→ **WORK TO COMPLETE**
Search the material below for lines containing the string "AddingFriend", and copy every one you find.

→ **INFORMATION SUPPLIED**
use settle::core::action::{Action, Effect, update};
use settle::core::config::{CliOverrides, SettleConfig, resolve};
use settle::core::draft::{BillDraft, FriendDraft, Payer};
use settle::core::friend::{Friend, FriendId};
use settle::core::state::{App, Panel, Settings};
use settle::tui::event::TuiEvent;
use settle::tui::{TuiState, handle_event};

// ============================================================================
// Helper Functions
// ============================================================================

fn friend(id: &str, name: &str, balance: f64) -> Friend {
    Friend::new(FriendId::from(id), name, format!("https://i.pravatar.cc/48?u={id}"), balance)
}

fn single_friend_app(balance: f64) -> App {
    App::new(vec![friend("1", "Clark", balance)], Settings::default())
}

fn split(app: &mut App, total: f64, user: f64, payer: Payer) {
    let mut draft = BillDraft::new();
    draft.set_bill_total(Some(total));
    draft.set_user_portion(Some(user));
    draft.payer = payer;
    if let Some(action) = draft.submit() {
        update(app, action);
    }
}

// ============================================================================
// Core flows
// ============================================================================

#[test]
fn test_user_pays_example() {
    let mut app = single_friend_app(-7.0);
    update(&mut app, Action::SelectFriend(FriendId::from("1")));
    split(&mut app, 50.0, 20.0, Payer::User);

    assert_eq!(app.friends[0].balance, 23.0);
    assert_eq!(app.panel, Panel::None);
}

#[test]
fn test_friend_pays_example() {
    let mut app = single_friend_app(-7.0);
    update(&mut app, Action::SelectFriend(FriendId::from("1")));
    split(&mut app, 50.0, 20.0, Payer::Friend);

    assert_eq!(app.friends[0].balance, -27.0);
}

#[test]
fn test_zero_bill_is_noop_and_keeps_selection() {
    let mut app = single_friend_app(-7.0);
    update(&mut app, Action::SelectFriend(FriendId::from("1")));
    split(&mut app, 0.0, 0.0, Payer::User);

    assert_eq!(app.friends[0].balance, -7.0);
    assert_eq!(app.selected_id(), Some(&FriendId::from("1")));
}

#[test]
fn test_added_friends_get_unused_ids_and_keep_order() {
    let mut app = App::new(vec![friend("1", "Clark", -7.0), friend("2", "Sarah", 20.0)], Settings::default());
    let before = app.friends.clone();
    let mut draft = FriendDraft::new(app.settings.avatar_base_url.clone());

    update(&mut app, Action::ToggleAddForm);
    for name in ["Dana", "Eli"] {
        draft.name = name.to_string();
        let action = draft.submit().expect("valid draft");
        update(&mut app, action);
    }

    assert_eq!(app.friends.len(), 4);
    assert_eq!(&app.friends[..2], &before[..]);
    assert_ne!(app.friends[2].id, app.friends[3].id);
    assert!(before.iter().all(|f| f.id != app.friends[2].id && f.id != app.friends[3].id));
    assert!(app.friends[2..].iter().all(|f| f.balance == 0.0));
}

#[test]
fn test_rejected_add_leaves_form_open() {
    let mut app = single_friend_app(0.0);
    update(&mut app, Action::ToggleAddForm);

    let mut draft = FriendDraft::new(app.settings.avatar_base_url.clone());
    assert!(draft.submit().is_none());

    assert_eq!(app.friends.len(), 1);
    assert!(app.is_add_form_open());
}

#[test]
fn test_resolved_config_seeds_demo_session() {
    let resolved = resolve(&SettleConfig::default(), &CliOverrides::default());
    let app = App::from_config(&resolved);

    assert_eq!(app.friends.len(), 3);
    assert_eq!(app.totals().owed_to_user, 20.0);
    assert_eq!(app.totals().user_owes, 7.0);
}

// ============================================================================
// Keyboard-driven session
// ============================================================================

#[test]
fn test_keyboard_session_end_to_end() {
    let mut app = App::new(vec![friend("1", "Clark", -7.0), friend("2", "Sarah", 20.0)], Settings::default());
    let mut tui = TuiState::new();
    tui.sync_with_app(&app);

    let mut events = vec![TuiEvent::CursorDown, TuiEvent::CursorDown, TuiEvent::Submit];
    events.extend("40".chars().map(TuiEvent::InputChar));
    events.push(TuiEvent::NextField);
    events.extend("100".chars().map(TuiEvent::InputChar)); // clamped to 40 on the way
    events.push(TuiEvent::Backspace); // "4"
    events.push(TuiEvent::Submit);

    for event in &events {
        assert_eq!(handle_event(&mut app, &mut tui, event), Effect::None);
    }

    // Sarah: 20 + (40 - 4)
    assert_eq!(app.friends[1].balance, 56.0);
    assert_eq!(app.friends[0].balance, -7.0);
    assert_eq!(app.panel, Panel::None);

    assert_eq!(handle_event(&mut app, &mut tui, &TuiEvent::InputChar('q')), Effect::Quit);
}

* * *

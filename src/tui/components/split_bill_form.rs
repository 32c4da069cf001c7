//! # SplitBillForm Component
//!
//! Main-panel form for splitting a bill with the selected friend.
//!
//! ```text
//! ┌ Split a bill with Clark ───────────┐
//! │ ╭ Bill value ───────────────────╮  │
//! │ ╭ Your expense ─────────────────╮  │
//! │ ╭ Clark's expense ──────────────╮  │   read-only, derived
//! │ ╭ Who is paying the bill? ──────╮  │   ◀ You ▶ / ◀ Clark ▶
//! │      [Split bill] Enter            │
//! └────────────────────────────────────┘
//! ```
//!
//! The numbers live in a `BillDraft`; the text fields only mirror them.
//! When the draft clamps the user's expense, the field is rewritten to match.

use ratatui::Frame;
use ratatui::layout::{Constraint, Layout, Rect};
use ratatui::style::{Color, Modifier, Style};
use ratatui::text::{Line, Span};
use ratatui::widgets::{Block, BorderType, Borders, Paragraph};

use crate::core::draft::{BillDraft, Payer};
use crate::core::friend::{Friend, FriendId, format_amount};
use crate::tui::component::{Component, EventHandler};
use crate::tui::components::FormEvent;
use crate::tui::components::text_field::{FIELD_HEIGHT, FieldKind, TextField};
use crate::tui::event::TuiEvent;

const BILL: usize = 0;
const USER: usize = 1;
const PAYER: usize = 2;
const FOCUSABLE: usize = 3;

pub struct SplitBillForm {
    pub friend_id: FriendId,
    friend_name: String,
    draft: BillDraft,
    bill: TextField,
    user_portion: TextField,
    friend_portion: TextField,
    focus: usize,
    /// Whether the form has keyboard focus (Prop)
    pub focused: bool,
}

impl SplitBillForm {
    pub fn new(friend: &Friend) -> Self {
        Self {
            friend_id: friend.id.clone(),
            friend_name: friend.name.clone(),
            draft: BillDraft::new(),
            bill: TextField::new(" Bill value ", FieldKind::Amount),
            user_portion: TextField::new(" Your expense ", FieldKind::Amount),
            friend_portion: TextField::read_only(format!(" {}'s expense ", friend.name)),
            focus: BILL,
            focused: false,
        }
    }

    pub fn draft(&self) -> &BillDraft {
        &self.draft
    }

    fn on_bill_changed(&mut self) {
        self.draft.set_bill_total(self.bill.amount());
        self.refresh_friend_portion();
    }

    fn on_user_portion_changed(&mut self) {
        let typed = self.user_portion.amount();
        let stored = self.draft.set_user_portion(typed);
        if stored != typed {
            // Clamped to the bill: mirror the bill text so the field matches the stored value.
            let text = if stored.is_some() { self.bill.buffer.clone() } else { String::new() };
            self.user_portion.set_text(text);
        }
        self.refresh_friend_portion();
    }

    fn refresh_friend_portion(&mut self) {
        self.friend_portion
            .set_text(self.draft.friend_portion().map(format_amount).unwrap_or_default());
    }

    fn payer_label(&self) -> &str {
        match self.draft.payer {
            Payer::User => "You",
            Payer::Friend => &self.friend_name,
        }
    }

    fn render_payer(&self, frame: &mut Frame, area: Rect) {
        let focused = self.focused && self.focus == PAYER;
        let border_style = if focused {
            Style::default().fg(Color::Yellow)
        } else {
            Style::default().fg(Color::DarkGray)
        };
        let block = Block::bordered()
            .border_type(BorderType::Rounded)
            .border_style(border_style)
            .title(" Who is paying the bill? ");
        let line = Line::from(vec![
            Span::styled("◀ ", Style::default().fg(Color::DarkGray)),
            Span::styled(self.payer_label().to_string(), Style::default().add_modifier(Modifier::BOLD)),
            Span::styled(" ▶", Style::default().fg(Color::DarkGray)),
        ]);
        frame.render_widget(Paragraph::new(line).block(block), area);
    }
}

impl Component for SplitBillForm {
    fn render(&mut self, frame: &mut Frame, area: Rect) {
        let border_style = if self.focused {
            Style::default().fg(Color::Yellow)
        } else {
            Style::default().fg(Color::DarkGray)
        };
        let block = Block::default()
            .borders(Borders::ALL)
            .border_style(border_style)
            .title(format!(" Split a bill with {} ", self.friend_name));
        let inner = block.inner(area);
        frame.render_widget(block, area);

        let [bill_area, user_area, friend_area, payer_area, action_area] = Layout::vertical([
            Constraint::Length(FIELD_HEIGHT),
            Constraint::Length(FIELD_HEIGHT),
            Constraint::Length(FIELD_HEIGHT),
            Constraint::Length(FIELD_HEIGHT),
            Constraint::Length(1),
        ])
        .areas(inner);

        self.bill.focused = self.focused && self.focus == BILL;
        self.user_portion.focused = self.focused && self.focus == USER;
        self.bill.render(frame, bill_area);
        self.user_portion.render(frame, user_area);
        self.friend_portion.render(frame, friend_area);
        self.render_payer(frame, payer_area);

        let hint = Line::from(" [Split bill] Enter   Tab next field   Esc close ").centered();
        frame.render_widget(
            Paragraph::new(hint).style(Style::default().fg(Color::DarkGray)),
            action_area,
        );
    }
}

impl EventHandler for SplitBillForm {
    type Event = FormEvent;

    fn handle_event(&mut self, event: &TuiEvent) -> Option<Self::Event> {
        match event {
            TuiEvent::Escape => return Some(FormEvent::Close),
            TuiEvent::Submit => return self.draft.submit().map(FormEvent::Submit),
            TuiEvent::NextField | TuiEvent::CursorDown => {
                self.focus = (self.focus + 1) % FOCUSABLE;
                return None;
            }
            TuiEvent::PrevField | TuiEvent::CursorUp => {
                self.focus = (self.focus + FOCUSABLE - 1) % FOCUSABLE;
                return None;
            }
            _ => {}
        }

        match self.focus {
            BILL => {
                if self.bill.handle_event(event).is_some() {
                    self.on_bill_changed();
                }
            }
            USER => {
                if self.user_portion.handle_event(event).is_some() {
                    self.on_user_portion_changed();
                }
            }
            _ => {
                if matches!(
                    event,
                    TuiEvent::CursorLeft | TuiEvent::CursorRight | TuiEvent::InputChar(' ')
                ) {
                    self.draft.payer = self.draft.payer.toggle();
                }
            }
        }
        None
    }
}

* * *

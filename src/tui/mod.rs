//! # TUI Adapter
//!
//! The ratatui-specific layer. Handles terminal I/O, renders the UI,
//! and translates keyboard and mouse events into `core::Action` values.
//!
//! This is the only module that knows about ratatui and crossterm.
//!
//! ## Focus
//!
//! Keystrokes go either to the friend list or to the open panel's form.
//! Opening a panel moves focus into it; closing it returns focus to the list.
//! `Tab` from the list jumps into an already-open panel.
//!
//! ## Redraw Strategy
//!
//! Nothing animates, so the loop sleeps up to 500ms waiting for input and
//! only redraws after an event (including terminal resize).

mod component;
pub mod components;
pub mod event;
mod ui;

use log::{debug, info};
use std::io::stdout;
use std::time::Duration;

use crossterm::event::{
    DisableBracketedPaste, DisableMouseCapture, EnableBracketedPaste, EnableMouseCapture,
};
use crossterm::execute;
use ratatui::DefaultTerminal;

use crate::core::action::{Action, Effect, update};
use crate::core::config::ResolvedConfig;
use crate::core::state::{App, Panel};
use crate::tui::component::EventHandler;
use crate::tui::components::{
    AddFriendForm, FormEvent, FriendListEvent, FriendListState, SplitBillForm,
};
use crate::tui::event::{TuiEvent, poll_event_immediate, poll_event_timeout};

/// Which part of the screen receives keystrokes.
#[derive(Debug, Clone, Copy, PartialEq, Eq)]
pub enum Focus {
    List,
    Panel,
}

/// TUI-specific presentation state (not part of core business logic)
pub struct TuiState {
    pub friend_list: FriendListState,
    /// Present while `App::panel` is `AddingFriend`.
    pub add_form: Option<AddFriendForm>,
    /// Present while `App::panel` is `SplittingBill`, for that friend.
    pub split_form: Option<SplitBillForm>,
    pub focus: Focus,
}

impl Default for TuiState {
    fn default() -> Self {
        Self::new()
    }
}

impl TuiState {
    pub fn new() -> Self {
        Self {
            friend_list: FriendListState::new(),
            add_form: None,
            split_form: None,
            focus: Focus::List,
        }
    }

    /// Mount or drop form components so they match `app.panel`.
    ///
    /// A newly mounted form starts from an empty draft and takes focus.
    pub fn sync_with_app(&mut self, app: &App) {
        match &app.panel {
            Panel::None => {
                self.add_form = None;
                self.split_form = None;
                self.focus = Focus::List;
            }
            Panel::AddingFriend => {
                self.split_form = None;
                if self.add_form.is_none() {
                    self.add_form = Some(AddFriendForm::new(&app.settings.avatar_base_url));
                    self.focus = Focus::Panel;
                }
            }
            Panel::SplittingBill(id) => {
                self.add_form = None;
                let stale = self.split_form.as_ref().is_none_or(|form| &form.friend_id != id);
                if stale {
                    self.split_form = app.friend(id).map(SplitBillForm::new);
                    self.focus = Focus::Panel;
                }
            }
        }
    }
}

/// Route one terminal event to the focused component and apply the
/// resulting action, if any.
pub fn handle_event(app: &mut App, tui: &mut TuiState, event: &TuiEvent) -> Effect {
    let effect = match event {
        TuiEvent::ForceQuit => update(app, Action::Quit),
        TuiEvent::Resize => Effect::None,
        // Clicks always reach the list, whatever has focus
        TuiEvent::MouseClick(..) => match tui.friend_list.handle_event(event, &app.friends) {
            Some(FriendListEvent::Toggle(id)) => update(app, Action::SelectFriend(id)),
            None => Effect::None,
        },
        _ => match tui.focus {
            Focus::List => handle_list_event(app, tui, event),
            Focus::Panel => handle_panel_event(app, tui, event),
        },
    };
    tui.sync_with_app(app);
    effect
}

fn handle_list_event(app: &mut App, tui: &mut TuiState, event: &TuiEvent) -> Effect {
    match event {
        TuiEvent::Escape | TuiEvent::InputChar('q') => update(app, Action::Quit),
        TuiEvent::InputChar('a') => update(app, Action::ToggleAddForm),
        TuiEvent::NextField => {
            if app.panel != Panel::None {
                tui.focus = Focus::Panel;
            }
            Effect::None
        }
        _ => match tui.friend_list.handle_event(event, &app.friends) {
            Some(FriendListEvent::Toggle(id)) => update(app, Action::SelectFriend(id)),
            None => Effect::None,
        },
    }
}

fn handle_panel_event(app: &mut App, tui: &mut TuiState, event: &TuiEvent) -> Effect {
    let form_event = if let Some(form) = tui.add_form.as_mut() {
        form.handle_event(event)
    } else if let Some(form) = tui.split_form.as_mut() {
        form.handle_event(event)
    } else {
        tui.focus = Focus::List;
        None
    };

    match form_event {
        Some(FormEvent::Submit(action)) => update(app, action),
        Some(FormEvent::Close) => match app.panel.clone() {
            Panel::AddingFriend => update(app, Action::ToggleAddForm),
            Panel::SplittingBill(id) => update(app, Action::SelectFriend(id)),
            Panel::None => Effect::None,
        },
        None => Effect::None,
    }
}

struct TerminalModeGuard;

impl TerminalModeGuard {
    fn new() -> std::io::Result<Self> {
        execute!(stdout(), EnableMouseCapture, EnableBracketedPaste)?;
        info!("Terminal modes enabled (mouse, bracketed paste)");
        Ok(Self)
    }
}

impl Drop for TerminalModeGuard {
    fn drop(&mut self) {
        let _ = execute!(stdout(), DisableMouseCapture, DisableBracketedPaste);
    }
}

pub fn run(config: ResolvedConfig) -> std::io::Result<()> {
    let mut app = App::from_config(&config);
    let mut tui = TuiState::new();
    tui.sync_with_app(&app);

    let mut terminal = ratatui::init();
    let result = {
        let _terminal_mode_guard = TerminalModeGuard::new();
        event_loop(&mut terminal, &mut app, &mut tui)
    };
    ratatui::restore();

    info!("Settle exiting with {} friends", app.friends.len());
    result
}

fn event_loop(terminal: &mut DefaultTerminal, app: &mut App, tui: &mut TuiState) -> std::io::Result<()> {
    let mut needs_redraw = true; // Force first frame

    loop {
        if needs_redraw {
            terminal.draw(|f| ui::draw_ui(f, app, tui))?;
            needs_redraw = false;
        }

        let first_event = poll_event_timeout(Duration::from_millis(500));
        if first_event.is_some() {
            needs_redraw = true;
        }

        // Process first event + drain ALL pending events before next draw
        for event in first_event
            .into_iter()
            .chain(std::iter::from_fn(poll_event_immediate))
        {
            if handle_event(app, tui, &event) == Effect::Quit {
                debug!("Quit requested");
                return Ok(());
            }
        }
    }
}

→ **RESPONSE TO THIS TASK**
    /// Present while `App::panel` is `AddingFriend`.
            Panel::AddingFriend => {
            Panel::AddingFriend => update(app, Action::ToggleAddForm),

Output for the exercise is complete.